The Policy Committee for our Metropolitan Planning Organization meets tomorrow, and the topics are mostly pretty wonky. But they seem worth some passing mention. There's also what may be the first public glance at the schedule for the Commercial Street Bridge retrofit.
Public Participation Plan
Today
Salem City Council is looking at three projects to pitch SKATS for Federal funding in 2019-2021. The announcement was public, there is opportunity at Council for Public Comment, and then those project applications will undergo more vetting and opportunity for Public Comment at SKATS.
So from a bureaucratic standpoint centered on following process, there looks to be a robust procedure for public involvement here.
But if you asked members of "the public" how many would say that they felt like there was real public participation in this process?
Probably not very many.
And it is true that a "tier 3" sidewalk project got bumped up to "do it now," and that this leap-frogging is a little mysterious.

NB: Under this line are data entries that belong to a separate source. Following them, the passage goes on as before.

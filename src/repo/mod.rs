//! A source directory with its `.vrepo` configuration and backends

use crate::config::{GitRemote, RepoConfig, SshRemote};
use crate::core::error::{Result, VrepoError};
use crate::npm::Npm;
use crate::process::SharedRunner;
use crate::sync::{Git, Ssh};
use std::path::{Path, PathBuf};
use tracing::debug;

/// Backends to construct when opening a repository
#[derive(Debug, Clone, Copy, PartialEq, Eq)]
pub struct Backends {
    pub git: bool,
    pub ssh: bool,
    pub npm: bool,
}

impl Backends {
    /// git and ssh; npm requires a package.json and is opened on demand
    pub fn sync() -> Self {
        Self {
            git: true,
            ssh: true,
            npm: false,
        }
    }

    /// Only the `.vrepo` configuration
    pub fn none() -> Self {
        Self {
            git: false,
            ssh: false,
            npm: false,
        }
    }

    pub fn npm_only() -> Self {
        Self {
            git: false,
            ssh: false,
            npm: true,
        }
    }
}

pub struct Repo {
    source: PathBuf,
    name: String,
    config: RepoConfig,
    git: Option<Git>,
    ssh: Option<Ssh>,
    npm: Option<Npm>,
}

impl Repo {
    /// Open a source directory, creating `.vrepo` when it is missing
    pub fn open(source: &Path, backends: Backends, runner: SharedRunner) -> Result<Self> {
        if !source.is_dir() {
            return Err(VrepoError::SourceNotFound {
                path: source.to_path_buf(),
            });
        }
        let source = dunce::canonicalize(source)?;
        let name = source
            .file_name()
            .map(|name| name.to_string_lossy().into_owned())
            .unwrap_or_else(|| source.display().to_string());

        let config = RepoConfig::load_or_create(&source)?;

        let git = if backends.git {
            Some(Git::new(
                &source,
                config.git.username.clone(),
                config.git.email.clone(),
                runner.clone(),
            )?)
        } else {
            None
        };
        let ssh = backends.ssh.then(|| Ssh::new(&source, runner.clone()));
        let npm = if backends.npm {
            Some(Npm::new(
                &source,
                config.resolved_version_path(&source),
                runner,
            )?)
        } else {
            None
        };

        debug!(source = %source.display(), ?backends, "opened repository");

        Ok(Self {
            source,
            name,
            config,
            git,
            ssh,
            npm,
        })
    }

    pub fn source(&self) -> &Path {
        &self.source
    }

    /// Basename of the source directory
    pub fn name(&self) -> &str {
        &self.name
    }

    pub fn config(&self) -> &RepoConfig {
        &self.config
    }

    pub fn config_mut(&mut self) -> &mut RepoConfig {
        &mut self.config
    }

    pub fn git(&self) -> Result<&Git> {
        self.git
            .as_ref()
            .ok_or(VrepoError::BackendDisabled { backend: "git" })
    }

    pub fn ssh(&self) -> Result<&Ssh> {
        self.ssh
            .as_ref()
            .ok_or(VrepoError::BackendDisabled { backend: "ssh" })
    }

    pub fn npm(&self) -> Result<&Npm> {
        self.npm
            .as_ref()
            .ok_or(VrepoError::BackendDisabled { backend: "npm" })
    }

    pub fn npm_mut(&mut self) -> Result<&mut Npm> {
        self.npm
            .as_mut()
            .ok_or(VrepoError::BackendDisabled { backend: "npm" })
    }

    /// Write `.vrepo` and, when npm is open, `package.json`
    pub fn save(&self) -> Result<()> {
        self.config.save(&self.source)?;
        if let Some(npm) = &self.npm {
            npm.package().save()?;
        }
        Ok(())
    }

    /// `None` selects nothing, an empty list every enabled remote,
    /// names select those remotes and must all exist.
    pub fn select_git_remotes(&self, names: Option<&[String]>) -> Result<Vec<GitRemote>> {
        match names {
            None => Ok(Vec::new()),
            Some([]) => Ok(self
                .config
                .git
                .remotes
                .iter()
                .filter(|remote| remote.enabled)
                .cloned()
                .collect()),
            Some(names) => names
                .iter()
                .map(|name| {
                    self.config
                        .find_git_remote(name)
                        .cloned()
                        .ok_or_else(|| VrepoError::git_remote_not_found(name.as_str()))
                })
                .collect(),
        }
    }

    /// Same selection rules as [`Repo::select_git_remotes`]
    pub fn select_ssh_remotes(&self, names: Option<&[String]>) -> Result<Vec<SshRemote>> {
        match names {
            None => Ok(Vec::new()),
            Some([]) => Ok(self
                .config
                .ssh
                .remotes
                .iter()
                .filter(|remote| remote.enabled)
                .cloned()
                .collect()),
            Some(names) => names
                .iter()
                .map(|alias| {
                    self.config
                        .find_ssh_remote(alias)
                        .cloned()
                        .ok_or_else(|| VrepoError::ssh_remote_not_found(alias.as_str()))
                })
                .collect(),
        }
    }
}

#[cfg(test)]
mod tests {
    use super::*;
    use crate::process::SystemRunner;
    use std::fs;
    use std::sync::Arc;
    use tempfile::TempDir;

    fn open(source: &Path, backends: Backends) -> Result<Repo> {
        Repo::open(source, backends, Arc::new(SystemRunner::default()))
    }

    fn configured_repo() -> TempDir {
        let temp_dir = TempDir::new().unwrap();
        let mut config = RepoConfig::new(temp_dir.path());
        config.add_git_remote(GitRemote::new("origin", "git@a:x.git", "main"));
        let mut backup = GitRemote::new("backup", "git@b:x.git", "main");
        backup.enabled = false;
        config.add_git_remote(backup);
        config.add_ssh_remote(SshRemote::new("srv", "/var/www"));
        config.save(temp_dir.path()).unwrap();
        temp_dir
    }

    #[test]
    fn test_open_creates_config_and_names_repo() -> anyhow::Result<()> {
        let temp_dir = TempDir::new()?;
        let source = temp_dir.path().join("my-package");
        fs::create_dir(&source)?;

        let repo = open(&source, Backends::sync())?;

        assert_eq!(repo.name(), "my-package");
        assert!(source.join(".vrepo").exists());
        assert!(repo.git().is_ok());
        assert!(matches!(
            repo.npm(),
            Err(VrepoError::BackendDisabled { backend: "npm" })
        ));

        Ok(())
    }

    #[test]
    fn test_open_missing_source() {
        let temp_dir = TempDir::new().unwrap();
        let result = open(&temp_dir.path().join("missing"), Backends::sync());
        assert!(matches!(result, Err(VrepoError::SourceNotFound { .. })));
    }

    #[test]
    fn test_select_all_skips_disabled() -> anyhow::Result<()> {
        let temp_dir = configured_repo();
        let repo = open(temp_dir.path(), Backends::sync())?;

        let all = repo.select_git_remotes(Some(&[][..]))?;
        assert_eq!(all.len(), 1);
        assert_eq!(all[0].remote, "origin");

        assert!(repo.select_git_remotes(None)?.is_empty());
        assert_eq!(repo.select_ssh_remotes(Some(&[][..]))?.len(), 1);

        Ok(())
    }

    #[test]
    fn test_select_by_name() -> anyhow::Result<()> {
        let temp_dir = configured_repo();
        let repo = open(temp_dir.path(), Backends::sync())?;

        let named = repo.select_git_remotes(Some(&["backup".to_string()]))?;
        assert_eq!(named[0].destination, "git@b:x.git");

        let error = repo
            .select_ssh_remotes(Some(&["missing".to_string()]))
            .unwrap_err();
        assert_eq!(error.to_string(), "SSH remote \"missing\" does not exist.");

        Ok(())
    }

    #[test]
    fn test_npm_requires_package_json() {
        let temp_dir = TempDir::new().unwrap();
        let result = open(temp_dir.path(), Backends::npm_only());
        assert!(matches!(result, Err(VrepoError::PackageJsonMissing { .. })));
    }
}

(Part of the matter is that SKATS mainly compiles and does not originate projects, and so many problems in public process will stem from the ways that the member governments themselves conduct public process.)
Even more, there is a vast body of substantive criticism on the Salem River Crossing, and yet that process has continued barely impeded, impervious and insensate to critique and adjustment.
So how meaningful is it to talk about "public participation" in this context? Several of the MPO processes seem autonomous, governed by their own internal logic and reasons, and deliberately isolated from real, authentic public process.
SKATS is about ready to release a draft of the formal Public Participation Plan, and it's just interesting to see how it is shaped for the appearance of public participation and for bureaucratic processes more than what citizens might affirm was actual public participation.